XML Reference Guide

Mar 14, 2003

␡

⎙ Print

< Back Page 31 of 278 Next >

The Document Object Model Level 3 Core Recommendation provides capabilities that enable you to more easily work with the data contained in an XML Document. These new capabilites fall into several categories, which I'll get into in a moment. They are:

A standard way to create a Document object from scratch
Additional information about documents and individual nodes
The ability to re-process (or re-validate) a document while it's in use
Additional node manipulation capabilities
Easier text manipulation
Enhanced error management
The ability to attach non-XML data to a Node

So let's take a look at some of these areas.

Bootstrapping

One of the big aggravations in earlier versions of the Document Object Model was the fact that it didn't specify how to actually create a Document object. Sure, you could directly create a Document from a DOMImplementation object, but there wasn't a standard way to create a DOMImplementation, so that didn't help very much. Instad, you had to check the documentation for your parser to get the implementation-specific way to do it. DOM Level 3 solves the problem by creating the DOMImplementationRegistry. The registry includes each of the available DOMImplementation classes, each of which has its own set of capabilities. For example, you may need an implementation that can handle DOM Level 3 Load and Save.

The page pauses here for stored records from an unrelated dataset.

mod bind_tcp_listener_on_random_port;
pub use bind_tcp_listener_on_random_port::bind_tcp_listener_on_random_port;

mod tcp_listener_to_host_port;
pub use tcp_listener_to_host_port::tcp_listener_to_host_port;
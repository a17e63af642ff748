use std::io::Result;
use tokio::net::TcpListener;

/// Binds a `TcpListener` to an OS-assigned port on `127.0.0.1`.
pub async fn bind_tcp_listener_on_random_port() -> Result<(TcpListener, u16)> {
    let listener = TcpListener::bind("127.0.0.1:0").await?;
    let port = listener.local_addr()?.port();
    Ok((listener, port))
}
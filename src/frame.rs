mod frame_codec;
mod frame_error;
mod frame_meta;
mod request_frame;
mod response_frame;

pub use frame_codec::FrameCodec;
pub use frame_error::{FrameDecodeError, FrameEncodeError};
pub use frame_meta::FrameMeta;
pub use request_frame::RequestFrame;
pub use response_frame::ResponseFrame;
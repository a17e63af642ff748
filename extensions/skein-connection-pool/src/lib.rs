mod config;
pub use config::*;

mod error;
pub use error::*;

mod pool;
pub use pool::*;
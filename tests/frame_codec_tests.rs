use rand::Rng;
use skein::constants::{FRAME_FIXED_HEADER_SIZE, PROTOCOL_VERSION};
use skein::frame::{
    FrameCodec, FrameDecodeError, FrameEncodeError, FrameMeta, RequestFrame, ResponseFrame,
};

fn sample_request(payload: Vec<u8>) -> RequestFrame {
    let mut request = RequestFrame::new(42, "echo", "Get", payload);
    request.compressor_code = 1;
    request.serializer_code = 2;
    request.meta.insert("deadline", "1700000000000");
    request.meta.insert("trace", "abc");
    request
}

#[test]
fn test_request_round_trip() {
    let mut request = sample_request(b"{\"id\":1}".to_vec());
    let bytes = FrameCodec::encode_request(&mut request).expect("encode failed");

    assert_eq!(bytes.len(), request.frame_len());
    assert_eq!(
        request.header_length as usize,
        FRAME_FIXED_HEADER_SIZE
            + "echo".len()
            + 1
            + "Get".len()
            + 1
            + ("deadline".len() + "1700000000000".len() + 2)
            + ("trace".len() + "abc".len() + 2)
    );

    let decoded = FrameCodec::decode_request(&bytes).expect("decode failed");
    assert_eq!(decoded, request);
    assert_eq!(decoded.version, PROTOCOL_VERSION);
}

#[test]
fn test_fixed_header_is_big_endian() {
    let mut request = RequestFrame::new(0x0102_0304, "s", "m", vec![9, 9, 9]);
    request.compressor_code = 7;
    request.serializer_code = 8;
    let bytes = FrameCodec::encode_request(&mut request).expect("encode failed");

    let header_length = (FRAME_FIXED_HEADER_SIZE + 4) as u32;
    assert_eq!(&bytes[0..4], &header_length.to_be_bytes());
    assert_eq!(&bytes[4..8], &3u32.to_be_bytes());
    assert_eq!(&bytes[8..12], &[1, 2, 3, 4]);
    assert_eq!(bytes[12], PROTOCOL_VERSION);
    assert_eq!(bytes[13], 7);
    assert_eq!(bytes[14], 8);
    assert_eq!(&bytes[15..19], b"s\nm\n");
    assert_eq!(&bytes[19..], &[9, 9, 9]);
}

#[test]
fn test_empty_payload_and_absent_meta() {
    let mut request = RequestFrame::new(1, "svc", "Ping", Vec::new());
    let bytes = FrameCodec::encode_request(&mut request).expect("encode failed");
    let decoded = FrameCodec::decode_request(&bytes).expect("decode failed");

    assert_eq!(decoded.body_length, 0);
    assert!(decoded.payload.is_empty());
    assert!(decoded.meta.is_empty());
    assert_eq!(decoded.meta, FrameMeta::new());
}

#[test]
fn test_separator_bytes_in_payload_are_not_meta() {
    let payload = b"\n\rkey\rvalue\n\n\r".to_vec();
    let mut request = sample_request(payload.clone());
    let bytes = FrameCodec::encode_request(&mut request).expect("encode failed");
    let decoded = FrameCodec::decode_request(&bytes).expect("decode failed");

    assert_eq!(decoded.payload, payload);
    assert_eq!(decoded.meta.len(), 2);
    assert_eq!(decoded.meta.get("trace"), Some("abc"));
}

#[test]
fn test_random_payloads_survive() {
    let mut rng = rand::rng();
    for _ in 0..64 {
        let len = rng.random_range(0..4096);
        let payload: Vec<u8> = (0..len).map(|_| rng.random()).collect();
        let mut request = sample_request(payload.clone());
        let bytes = FrameCodec::encode_request(&mut request).expect("encode failed");
        let decoded = FrameCodec::decode_request(&bytes).expect("decode failed");
        assert_eq!(decoded.payload, payload);
    }
}

#[test]
fn test_lengths_recomputed_before_encode() {
    let mut request = RequestFrame::new(5, "a", "b", vec![1]);
    request.header_length = 9999;
    request.body_length = 9999;
    request.payload = vec![1, 2, 3, 4, 5];
    request.meta.insert("k", "v");

    let bytes = FrameCodec::encode_request(&mut request).expect("encode failed");
    assert_eq!(request.body_length, 5);
    assert_eq!(request.header_length as usize, FRAME_FIXED_HEADER_SIZE + 4 + 4);
    assert_eq!(bytes.len(), request.frame_len());
}

#[test]
fn test_encode_rejects_separators_in_names_and_meta() {
    let mut request = RequestFrame::new(1, "bad\nname", "m", Vec::new());
    assert_eq!(
        FrameCodec::encode_request(&mut request),
        Err(FrameEncodeError::SeparatorInField {
            field: "service name"
        })
    );

    let mut request = RequestFrame::new(1, "s", "m", Vec::new());
    request.meta.insert("key", "a\rb");
    assert_eq!(
        FrameCodec::encode_request(&mut request),
        Err(FrameEncodeError::SeparatorInField {
            field: "metadata value"
        })
    );
}

#[test]
fn test_decode_rejects_truncated_buffers() {
    let mut request = sample_request(vec![1, 2, 3]);
    let bytes = FrameCodec::encode_request(&mut request).expect("encode failed");

    assert!(matches!(
        FrameCodec::decode_request(&bytes[..10]),
        Err(FrameDecodeError::IncompleteHeader { .. })
    ));
    assert!(matches!(
        FrameCodec::decode_request(&bytes[..bytes.len() - 1]),
        Err(FrameDecodeError::LengthMismatch { .. })
    ));
}

#[test]
fn test_decode_rejects_corrupt_meta() {
    // Hand-built header whose only meta record lacks a field separator.
    let header = b"s\nm\nnovalue\n";
    let header_length = (FRAME_FIXED_HEADER_SIZE + header.len()) as u32;
    let mut bytes = Vec::new();
    bytes.extend_from_slice(&header_length.to_be_bytes());
    bytes.extend_from_slice(&0u32.to_be_bytes());
    bytes.extend_from_slice(&1u32.to_be_bytes());
    bytes.extend_from_slice(&[PROTOCOL_VERSION, 0, 1]);
    bytes.extend_from_slice(header);

    assert_eq!(
        FrameCodec::decode_request(&bytes),
        Err(FrameDecodeError::CorruptMeta)
    );
}

#[test]
fn test_decode_rejects_missing_method_separator() {
    let header = b"svc\nmethod";
    let header_length = (FRAME_FIXED_HEADER_SIZE + header.len()) as u32;
    let mut bytes = Vec::new();
    bytes.extend_from_slice(&header_length.to_be_bytes());
    bytes.extend_from_slice(&2u32.to_be_bytes());
    bytes.extend_from_slice(&1u32.to_be_bytes());
    bytes.extend_from_slice(&[PROTOCOL_VERSION, 0, 1]);
    bytes.extend_from_slice(header);
    bytes.extend_from_slice(b"\n\n");

    assert_eq!(
        FrameCodec::decode_request(&bytes),
        Err(FrameDecodeError::MissingSeparator("method name"))
    );
    assert_eq!(FrameCodec::peek_message_id(&bytes), Some(1));
}

#[test]
fn test_response_round_trip_success_and_error() {
    let request = sample_request(Vec::new());

    let mut ok = ResponseFrame::for_request(&request).with_payload(vec![0, 1, 2]);
    let bytes = FrameCodec::encode_response(&mut ok).expect("encode failed");
    let decoded = FrameCodec::decode_response(&bytes).expect("decode failed");
    assert_eq!(decoded, ok);
    assert_eq!(decoded.message_id, 42);
    assert_eq!(decoded.serializer_code, 2);
    assert!(!decoded.is_error());

    let mut failed = ResponseFrame::for_request(&request)
        .with_payload(vec![7])
        .with_error("service not found");
    let bytes = FrameCodec::encode_response(&mut failed).expect("encode failed");
    let decoded = FrameCodec::decode_response(&bytes).expect("decode failed");
    assert_eq!(decoded.error_text().as_deref(), Some("service not found"));
    assert!(decoded.payload.is_empty());
    assert_eq!(
        decoded.header_length as usize,
        FRAME_FIXED_HEADER_SIZE + "service not found".len()
    );
}

#[test]
fn test_frame_length_from_prefix() {
    let mut request = sample_request(vec![0; 100]);
    let bytes = FrameCodec::encode_request(&mut request).expect("encode failed");

    assert_eq!(FrameCodec::frame_length(&bytes[..8]), Ok(bytes.len()));
    assert!(matches!(
        FrameCodec::frame_length(&bytes[..4]),
        Err(FrameDecodeError::IncompleteHeader { .. })
    ));
}
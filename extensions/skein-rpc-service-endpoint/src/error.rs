use skein_rpc_service::{CompressorError, SerializerError};
use thiserror::Error;

/// Registration failures.
#[derive(Debug, Clone, PartialEq, Eq, Error)]
pub enum RpcServiceEndpointError {
    #[error("service {0:?} is already registered")]
    DuplicateService(String),

    /// The same method name (or one sharing its hash) was added twice.
    #[error("method {method:?} is registered twice on service {service:?}")]
    DuplicateMethod { service: String, method: String },
}

/// Why a request produced an error response.
///
/// The `Display` text is what travels in the response's `error_message`.
#[derive(Debug, Error)]
pub enum DispatchError {
    #[error("service not found")]
    ServiceNotFound,

    #[error("method not found")]
    MethodNotFound,

    #[error("unknown serializer")]
    UnknownSerializer(u8),

    #[error("unknown compressor")]
    UnknownCompressor(u8),

    #[error("malformed frame")]
    MalformedFrame,

    #[error("deadline exceeded")]
    DeadlineExceeded,

    #[error("call cancelled")]
    Cancelled,

    #[error("argument decode failed: {0}")]
    Decode(SerializerError),

    #[error("result encode failed: {0}")]
    Encode(SerializerError),

    #[error("{0}")]
    Compression(CompressorError),

    /// The service method itself returned an error.
    #[error("{0}")]
    Handler(Box<dyn std::error::Error + Send + Sync>),
}

impl DispatchError {
    pub(crate) fn decode(err: SerializerError) -> Self {
        match err {
            SerializerError::UnknownSerializer(code) => DispatchError::UnknownSerializer(code),
            other => DispatchError::Decode(other),
        }
    }
}

impl From<CompressorError> for DispatchError {
    fn from(err: CompressorError) -> Self {
        match err {
            CompressorError::UnknownCompressor(code) => DispatchError::UnknownCompressor(code),
            other => DispatchError::Compression(other),
        }
    }
}
pub mod constants;
pub use constants::*;

mod macros;
pub use macros::*;

mod rpc_method;
pub use rpc_method::*;

mod serializer;
pub use serializer::*;

mod compressor;
pub use compressor::*;

mod call_context;
pub use call_context::*;

pub mod framed_io;

pub mod interceptor;
pub use interceptor::{Interceptor, Next, TracingInterceptor};
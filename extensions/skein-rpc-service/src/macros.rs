use xxhash_rust::const_xxh3::xxh3_64 as const_xxh3_64;

pub const fn method_id_hash(name: &str) -> u64 {
    const_xxh3_64(name.as_bytes())
}

/// Compile-time method ID generator using xxHash3.
///
/// Servers key their method tables by this hash of the method name, so the
/// hot dispatch path is a single integer lookup.
///
/// ```rust
/// use skein_rpc_service::rpc_method_id;
/// let id_1 = rpc_method_id!("Get");
/// let id_2 = rpc_method_id!("GetById");
/// assert_ne!(id_1, id_2);
/// ```
#[macro_export]
macro_rules! rpc_method_id {
    ($name:literal) => {{
        const ID: u64 = $crate::method_id_hash($name);
        ID
    }};
}
mod endpoint;
pub use endpoint::*;

pub mod error;
pub use error::{DispatchError, RpcServiceEndpointError};

mod registration;
pub use registration::*;
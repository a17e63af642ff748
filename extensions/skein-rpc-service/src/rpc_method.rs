use serde::{Serialize, de::DeserializeOwned};

/// Describes one remotely callable method.
///
/// Implementors are usually zero-sized marker types; the service they belong
/// to is chosen at registration (server) or by the proxy description
/// (client), so the same descriptor can be served under several names.
pub trait RpcMethod: Send + Sync + 'static {
    /// Method name as it travels in the request frame.
    const NAME: &'static str;

    /// Hash of [`RpcMethod::NAME`], computed at compile time.
    const METHOD_ID: u64 = crate::method_id_hash(Self::NAME);

    type Input: Serialize + DeserializeOwned + Send + 'static;

    type Output: Serialize + DeserializeOwned + Send + 'static;
}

To do that, you can request a list of appropriate implementations from the registry:

import org.w3c.dom.bootstrap.DOMImplementationRegistry;
import org.w3c.dom.DOMImplementationList;
import org.w3c.dom.DOMImplementation;
import org.w3c.dom.ls.DOMImplementationLS;
import org.w3c.dom.Document;

public class Level3Dom {

   public static void main (String args[]){

      try {
        System.setProperty(DOMImplementationRegistry.PROPERTY,
             "org.apache.xerces.dom.DOMImplementationSourceImpl");
        DOMImplementationRegistry registry = 
             DOMImplementationRegistry.newInstance();
        DOMImplementationLS impl = 
            (DOMImplementationLS)registry.getDOMImplementation("LS");

        DOMImplementation oldimpl = (DOMImplementation)impl;
        Document testdoc = oldimpl.createDocument("", "candy", null);

      } catch (Exception e){
        System.out.println(e.toString());
      }
   }
}

First, let the system know where to find the class that represents the overall implementation. From there, create an instance of the registry and request an implementation that includes the appropriate features, in this case the LS (or Load and Save) feature. (You can also request a list of all appropriate implementations and loop through them, if you like.)

In the Guide entry on Load and Save I showed you how to use the implementation to create a Level 3-style parser. Here I'm casting back to a regular DOMImplemenation to create a Document with no namespace information and a root element called candy.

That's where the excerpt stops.